##### DATA FOR REVIEW #####
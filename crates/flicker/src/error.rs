use flicker_align::AlignError;
use flicker_image::ImageError;

use crate::op::ImageSide;

/// An error type for the transform engine.
///
/// Every variant aborts a single invocation only; the other side and the
/// displayed rasters are left untouched.
#[derive(thiserror::Error, Debug, PartialEq)]
pub enum TransformError {
    /// The selected landmarks are out of range, repeated, invalid or too few.
    #[error("Invalid landmarks: {0}")]
    InvalidLandmarks(String),

    /// The affine landmark triple is (nearly) colinear.
    #[error("Colinear landmarks (residuals {residual1:.3}/{residual2:.3}, limit {threshold:.3})")]
    Colinear {
        /// Residual in the first image.
        residual1: f64,
        /// Residual in the second image.
        residual2: f64,
        /// The configured threshold.
        threshold: f64,
    },

    /// The affine matrix cannot be inverted.
    #[error("Singular affine matrix")]
    SingularMatrix,

    /// Not enough landmarks for a polynomial warp.
    #[error("Insufficient landmarks: {needed} required, {got} available")]
    InsufficientLandmarks {
        /// Number of landmarks the model needs.
        needed: usize,
        /// Number of valid landmarks given.
        got: usize,
    },

    /// The spatial solver failed.
    #[error("Spatial solve failed: {0}")]
    SolveFailed(String),

    /// The output buffer could not be allocated.
    #[error("Out of memory allocating {pixels} pixels for the {side} image")]
    OutOfMemory {
        /// The side being transformed.
        side: ImageSide,
        /// Requested number of pixels.
        pixels: usize,
    },

    /// The operation name is not a built-in and no plugin is registered under it.
    #[error("Unknown operation: {0}")]
    UnknownOperation(String),

    /// A parameter is out of its valid range.
    #[error("Invalid parameter: {0}")]
    InvalidParameter(String),

    /// An invocation is already in flight on this side.
    #[error("A transform is already running on the {0} image")]
    SideBusy(ImageSide),

    /// The image model has no raster for this side.
    #[error("No image loaded on the {0} side")]
    NoImage(ImageSide),

    /// The worker thread panicked.
    #[error("Transform worker panicked")]
    WorkerPanicked,

    /// The engine configuration could not be read.
    #[error("Invalid configuration: {0}")]
    Config(String),

    /// An error from the image layer.
    #[error(transparent)]
    Image(#[from] ImageError),
}

impl From<AlignError> for TransformError {
    fn from(err: AlignError) -> Self {
        match err {
            AlignError::InvalidLandmarks(msg) => TransformError::InvalidLandmarks(msg),
            AlignError::Colinear {
                residual1,
                residual2,
                threshold,
            } => TransformError::Colinear {
                residual1,
                residual2,
                threshold,
            },
            AlignError::SingularMatrix => TransformError::SingularMatrix,
            AlignError::InsufficientLandmarks { needed, got } => {
                TransformError::InsufficientLandmarks { needed, got }
            }
            AlignError::SolveFailed(msg) => TransformError::SolveFailed(msg),
        }
    }
}
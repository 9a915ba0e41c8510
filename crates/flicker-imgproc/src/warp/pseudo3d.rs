use flicker_image::{packed::gray_of, ImageError, ImageSize, Raster, WHITE};
use serde::{Deserialize, Serialize};

/// Oblique projection that lifts each pixel by its gray value.
///
/// A source pixel `(x, y)` with gray `g` lands at
///
/// ```text
/// x' = x + width * sin(angle) * (height - y) / height
/// y' = y - z_scale * g / 100
/// ```
///
/// so the top rows shear the most and bright pixels rise.
#[derive(Debug, Clone, Copy, PartialEq, Serialize, Deserialize)]
pub struct Pseudo3dProjection {
    /// Shear angle in degrees.
    pub angle_deg: f64,
    /// Vertical lift in percent of the gray value.
    pub z_scale: u8,
}

impl Pseudo3dProjection {
    /// Project a point with gray value `gray` inside an image of size `size`.
    pub fn project(&self, x: f64, y: f64, gray: u8, size: ImageSize) -> (f64, f64) {
        let (w, h) = (size.width as f64, size.height as f64);
        let shear = if h > 0.0 {
            w * self.angle_deg.to_radians().sin() * (h - y) / h
        } else {
            0.0
        };
        let lift = self.z_scale.min(100) as f64 * gray as f64 / 100.0;
        (x + shear, y - lift)
    }
}

/// Forward-map `src` through a pseudo-3D projection.
///
/// The destination starts white; source pixels are written in raster order,
/// those landing outside the image are dropped and later writes overwrite
/// earlier ones. Unreached destination pixels stay white.
///
/// # Errors
///
/// Returns an error if `src` and `dst` differ in size.
pub fn warp_pseudo3d(
    src: &Raster,
    dst: &mut Raster,
    projection: &Pseudo3dProjection,
) -> Result<(), ImageError> {
    if src.size() != dst.size() {
        return Err(ImageError::InvalidImageSize(
            src.cols(),
            src.rows(),
            dst.cols(),
            dst.rows(),
        ));
    }

    let size = src.size();
    let (cols, rows) = (size.width as f64, size.height as f64);
    let out = dst.as_slice_mut();
    out.fill(WHITE);

    for (i, &pixel) in src.as_slice().iter().enumerate() {
        let (x, y) = (i % size.width, i / size.width);
        let (xd, yd) = projection.project(x as f64, y as f64, gray_of(pixel), size);
        let (xd, yd) = (xd.round(), yd.round());
        if !(0.0..cols).contains(&xd) || !(0.0..rows).contains(&yd) {
            continue;
        }
        out[yd as usize * size.width + xd as usize] = pixel;
    }

    Ok(())
}

#[cfg(test)]
mod tests {
    use super::*;
    use flicker_image::packed::pack_gray;

    #[test]
    fn flat_projection_is_identity() -> Result<(), ImageError> {
        let src = Raster::new([3, 2].into(), (0..6).map(|v| pack_gray(v * 40)).collect())?;
        let mut dst = Raster::from_size_val(src.size(), 0)?;
        let projection = Pseudo3dProjection {
            angle_deg: 0.0,
            z_scale: 0,
        };
        warp_pseudo3d(&src, &mut dst, &projection)?;
        assert_eq!(dst, src);
        Ok(())
    }

    #[test]
    fn lift_leaves_white_holes() -> Result<(), ImageError> {
        // one bright pixel on a black background, lifted by one row
        let mut src = Raster::from_size_val([2, 3].into(), pack_gray(0))?;
        src.set_pixel(0, 2, 0, pack_gray(200))?;
        let mut dst = Raster::from_size_val(src.size(), 0)?;
        let projection = Pseudo3dProjection {
            angle_deg: 0.0,
            z_scale: 1,
        };
        warp_pseudo3d(&src, &mut dst, &projection)?;

        // 1 * 200 / 100 = 2 rows up, overwriting the black pixel there
        assert_eq!(dst.get_pixel(0, 0, 0)?, pack_gray(200));
        assert_eq!(dst.get_pixel(0, 2, 0)?, WHITE);
        assert_eq!(dst.get_pixel(1, 2, 0)?, pack_gray(0));
        Ok(())
    }

    #[test]
    fn shear_drops_pixels() -> Result<(), ImageError> {
        let src = Raster::from_size_val([4, 2].into(), pack_gray(0))?;
        let mut dst = Raster::from_size_val(src.size(), 0)?;
        let projection = Pseudo3dProjection {
            angle_deg: 90.0,
            z_scale: 0,
        };
        warp_pseudo3d(&src, &mut dst, &projection)?;
        // row 0 shifts by 4 and leaves entirely; row 1 shifts by 2
        assert_eq!(dst.get_pixel(0, 0, 0)?, WHITE);
        assert_eq!(dst.get_pixel(1, 1, 0)?, WHITE);
        assert_eq!(dst.get_pixel(2, 1, 0)?, pack_gray(0));
        Ok(())
    }
}
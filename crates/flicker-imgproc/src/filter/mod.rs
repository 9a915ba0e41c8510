//! Filter operations
//!
//! 3x3 neighborhood filters over 8-bit gray images. Every filter reads a
//! source image and writes a distinct destination of the same size, clamping
//! its result to `[0, 255]`.

/// Filter kernels
pub mod kernels;

/// Filter operations
mod ops;
pub use ops::*;
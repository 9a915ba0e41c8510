use flicker_align::{AffineModel, AffineSolver, LandmarkOverlaySet, Point2, PolynomialModel};
use flicker_image::{packed::gray_of, ImageSize, Raster};
use flicker_imgproc::warp::{warp_pseudo3d, warp_reverse, PointMap, Pseudo3dProjection};

use crate::context::SessionContext;
use crate::error::TransformError;
use crate::op::{ImageSide, TransformOp};
use crate::session::TransformParams;

/// Progress of a geometric warp.
#[derive(Debug, Clone, Copy, PartialEq, Eq)]
pub enum WarpState {
    /// Not started.
    Idle,
    /// Writing output pixels.
    Mapping,
    /// Recomputing the landmark overlay.
    Remapping,
    /// Finished; the output and overlay are complete.
    Done,
    /// Aborted; the output must be discarded.
    Failed,
}

/// The point mapping a warp applies.
///
/// `Affine` and `Polynomial` are reverse maps from output to source pixels;
/// `Pseudo3d` is a forward projection of source pixels.
#[derive(Debug, Clone, PartialEq)]
pub enum WarpStrategy {
    /// Three-landmark affine map; `forward` reads the source.
    Affine(AffineModel),
    /// Polynomial maps fitted in both directions.
    Polynomial {
        /// Output to source.
        forward: PolynomialModel,
        /// Source to output, used for the overlay.
        inverse: PolynomialModel,
        /// Raster size used for clamping.
        size: ImageSize,
    },
    /// Gray-driven oblique projection.
    Pseudo3d {
        /// The projection.
        projection: Pseudo3dProjection,
        /// Raster size.
        size: ImageSize,
    },
}

fn clamp_point((x, y): (f64, f64), size: ImageSize) -> Point2 {
    let max_x = size.width.saturating_sub(1) as f64;
    let max_y = size.height.saturating_sub(1) as f64;
    [x.clamp(0.0, max_x), y.clamp(0.0, max_y)]
}

impl WarpStrategy {
    /// Solve the strategy for `op` on `side` from the landmarks in `ctx`.
    ///
    /// The right image is solved from image 1 to image 2 and the left image with
    /// the roles flipped, so each side is warped onto the other's frame;
    /// `params.flip_landmarks` inverts that convention.
    pub fn solve(
        ctx: &SessionContext,
        side: ImageSide,
        op: TransformOp,
        params: &TransformParams,
        size: ImageSize,
    ) -> Result<Self, TransformError> {
        let flip = (side == ImageSide::Left) != params.flip_landmarks;

        match op {
            TransformOp::AffineWarp => {
                let mut solver =
                    AffineSolver::new(ctx.config.colinear_threshold, size.width, size.height);
                solver.set_landmarks(ctx.landmarks(), [0, 1, 2], flip)?;
                Ok(WarpStrategy::Affine(solver.solve()?))
            }
            TransformOp::PolyWarp => {
                let solver = ctx.spatial_solver();
                let (from, to) = ctx.landmarks().correspondences(flip);
                if from.len() < solver.min_landmarks() {
                    return Err(TransformError::InsufficientLandmarks {
                        needed: solver.min_landmarks(),
                        got: from.len(),
                    });
                }
                Ok(WarpStrategy::Polynomial {
                    forward: solver.solve(&from, &to)?,
                    inverse: solver.solve(&to, &from)?,
                    size,
                })
            }
            TransformOp::Pseudo3D => Ok(WarpStrategy::Pseudo3d {
                projection: Pseudo3dProjection {
                    angle_deg: params.angle_deg,
                    z_scale: params.z_scale,
                },
                size,
            }),
            other => Err(TransformError::InvalidParameter(format!(
                "{other} is not a warp"
            ))),
        }
    }

    /// Where an overlay point of the source ends up in the output.
    pub fn overlay_point(&self, p: Point2, src: &Raster) -> Point2 {
        match self {
            WarpStrategy::Affine(model) => {
                let (x, y) = model.map_inverse(p[0], p[1]);
                [x, y]
            }
            WarpStrategy::Polynomial { inverse, size, .. } => {
                clamp_point(inverse.map(p[0], p[1]), *size)
            }
            WarpStrategy::Pseudo3d { projection, size } => {
                let [x, y] = clamp_point((p[0].round(), p[1].round()), *size);
                let gray = src
                    .get_pixel(x as usize, y as usize, 0)
                    .map(gray_of)
                    .unwrap_or(0);
                clamp_point(projection.project(p[0], p[1], gray, *size), *size)
            }
        }
    }
}

impl PointMap for WarpStrategy {
    /// The strategy's point function; the pseudo-3D projection is evaluated at gray 0.
    fn map_point(&self, x: f64, y: f64) -> (f64, f64) {
        match self {
            WarpStrategy::Affine(model) => model.map_forward(x, y),
            WarpStrategy::Polynomial { forward, .. } => forward.map(x, y),
            WarpStrategy::Pseudo3d { projection, size } => projection.project(x, y, 0, *size),
        }
    }
}

/// Applies a [`WarpStrategy`] to one raster and its landmark overlay.
///
/// # Example
///
/// ```
/// use flicker::{GeometricWarpEngine, WarpState, WarpStrategy};
/// use flicker::align::{AffineModel, LandmarkOverlaySet};
/// use flicker::image::Raster;
///
/// let src = Raster::new([3, 1].into(), vec![1, 2, 3]).unwrap();
/// let mut dst = Raster::from_size_val(src.size(), 0).unwrap();
///
/// let mut engine = GeometricWarpEngine::new(WarpStrategy::Affine(AffineModel::identity(3, 1)));
/// engine.run(&src, &mut dst, &LandmarkOverlaySet::default()).unwrap();
/// assert_eq!(engine.state(), WarpState::Done);
/// assert_eq!(dst, src);
/// ```
#[derive(Debug)]
pub struct GeometricWarpEngine {
    strategy: Option<WarpStrategy>,
    state: WarpState,
}

impl Default for GeometricWarpEngine {
    fn default() -> Self {
        Self {
            strategy: None,
            state: WarpState::Idle,
        }
    }
}

impl GeometricWarpEngine {
    /// An idle engine for an already solved `strategy`.
    pub fn new(strategy: WarpStrategy) -> Self {
        Self {
            strategy: Some(strategy),
            state: WarpState::Idle,
        }
    }

    /// Current state.
    pub fn state(&self) -> WarpState {
        self.state
    }

    /// The strategy being applied, once solved.
    pub fn strategy(&self) -> Option<&WarpStrategy> {
        self.strategy.as_ref()
    }

    /// Solve the strategy for `op` on `side`, then warp `src` into `dst`.
    ///
    /// Solver failures (colinear or singular affine landmarks, too few landmarks
    /// or a failed polynomial fit) leave the engine in [`WarpState::Failed`].
    #[allow(clippy::too_many_arguments)]
    pub fn solve_and_run(
        &mut self,
        ctx: &SessionContext,
        side: ImageSide,
        op: TransformOp,
        params: &TransformParams,
        src: &Raster,
        dst: &mut Raster,
        overlay: &LandmarkOverlaySet,
    ) -> Result<LandmarkOverlaySet, TransformError> {
        match WarpStrategy::solve(ctx, side, op, params, src.size()) {
            Ok(strategy) => self.strategy = Some(strategy),
            Err(err) => {
                log::warn!("{side}: {op} could not be solved: {err}");
                self.state = WarpState::Failed;
                return Err(err);
            }
        }
        self.run(src, dst, overlay)
    }

    /// Warp `src` into `dst` and return the remapped overlay.
    ///
    /// On error the engine ends in [`WarpState::Failed`] and `dst` must be discarded.
    pub fn run(
        &mut self,
        src: &Raster,
        dst: &mut Raster,
        overlay: &LandmarkOverlaySet,
    ) -> Result<LandmarkOverlaySet, TransformError> {
        let Some(strategy) = &self.strategy else {
            self.state = WarpState::Failed;
            return Err(TransformError::InvalidParameter(
                "no warp strategy has been solved".to_string(),
            ));
        };

        self.state = WarpState::Mapping;
        let mapped = match strategy {
            WarpStrategy::Pseudo3d { projection, .. } => warp_pseudo3d(src, dst, projection),
            reverse => warp_reverse(src, dst, reverse),
        };
        if let Err(err) = mapped {
            self.state = WarpState::Failed;
            return Err(err.into());
        }

        self.state = WarpState::Remapping;
        let overlay = overlay.remapped(|p| strategy.overlay_point(p, src));

        self.state = WarpState::Done;
        Ok(overlay)
    }
}
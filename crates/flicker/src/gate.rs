use std::sync::atomic::{AtomicUsize, Ordering};
use std::sync::{Arc, OnceLock};

/// Flag telling the display layer not to read transform output.
///
/// Each in-flight invocation holds a [`RedrawGuard`]; redraw is suppressed while
/// at least one guard is alive. Clones share the same counter.
///
/// # Example
///
/// ```
/// use flicker::RedrawGate;
///
/// let gate = RedrawGate::default();
/// {
///     let _guard = gate.suppress();
///     assert!(gate.is_suppressed());
/// }
/// assert!(!gate.is_suppressed());
/// ```
#[derive(Debug, Clone, Default)]
pub struct RedrawGate {
    holders: Arc<AtomicUsize>,
}

impl RedrawGate {
    /// The process-wide gate.
    pub fn global() -> &'static RedrawGate {
        static GLOBAL: OnceLock<RedrawGate> = OnceLock::new();
        GLOBAL.get_or_init(RedrawGate::default)
    }

    /// Suppress redraw until the returned guard is dropped.
    pub fn suppress(&self) -> RedrawGuard {
        self.holders.fetch_add(1, Ordering::AcqRel);
        RedrawGuard {
            holders: self.holders.clone(),
        }
    }

    /// Whether the display must not read transform output now.
    pub fn is_suppressed(&self) -> bool {
        self.holders.load(Ordering::Acquire) > 0
    }
}

/// Keeps redraw suppressed while alive.
#[derive(Debug)]
pub struct RedrawGuard {
    holders: Arc<AtomicUsize>,
}

impl Drop for RedrawGuard {
    fn drop(&mut self) {
        self.holders.fetch_sub(1, Ordering::AcqRel);
    }
}

#[cfg(test)]
mod tests {
    use super::*;

    #[test]
    fn nested_guards() {
        let gate = RedrawGate::default();
        let a = gate.suppress();
        let b = gate.clone().suppress();
        drop(a);
        assert!(gate.is_suppressed());
        drop(b);
        assert!(!gate.is_suppressed());
    }
}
#####
## WHAT THE EXERCISE ASKS
The answer must be all the lines above that hold the word "alive".

## RESULT OF THIS TASK
/// at least one guard is alive. Clones share the same counter.
/// Keeps redraw suppressed while alive.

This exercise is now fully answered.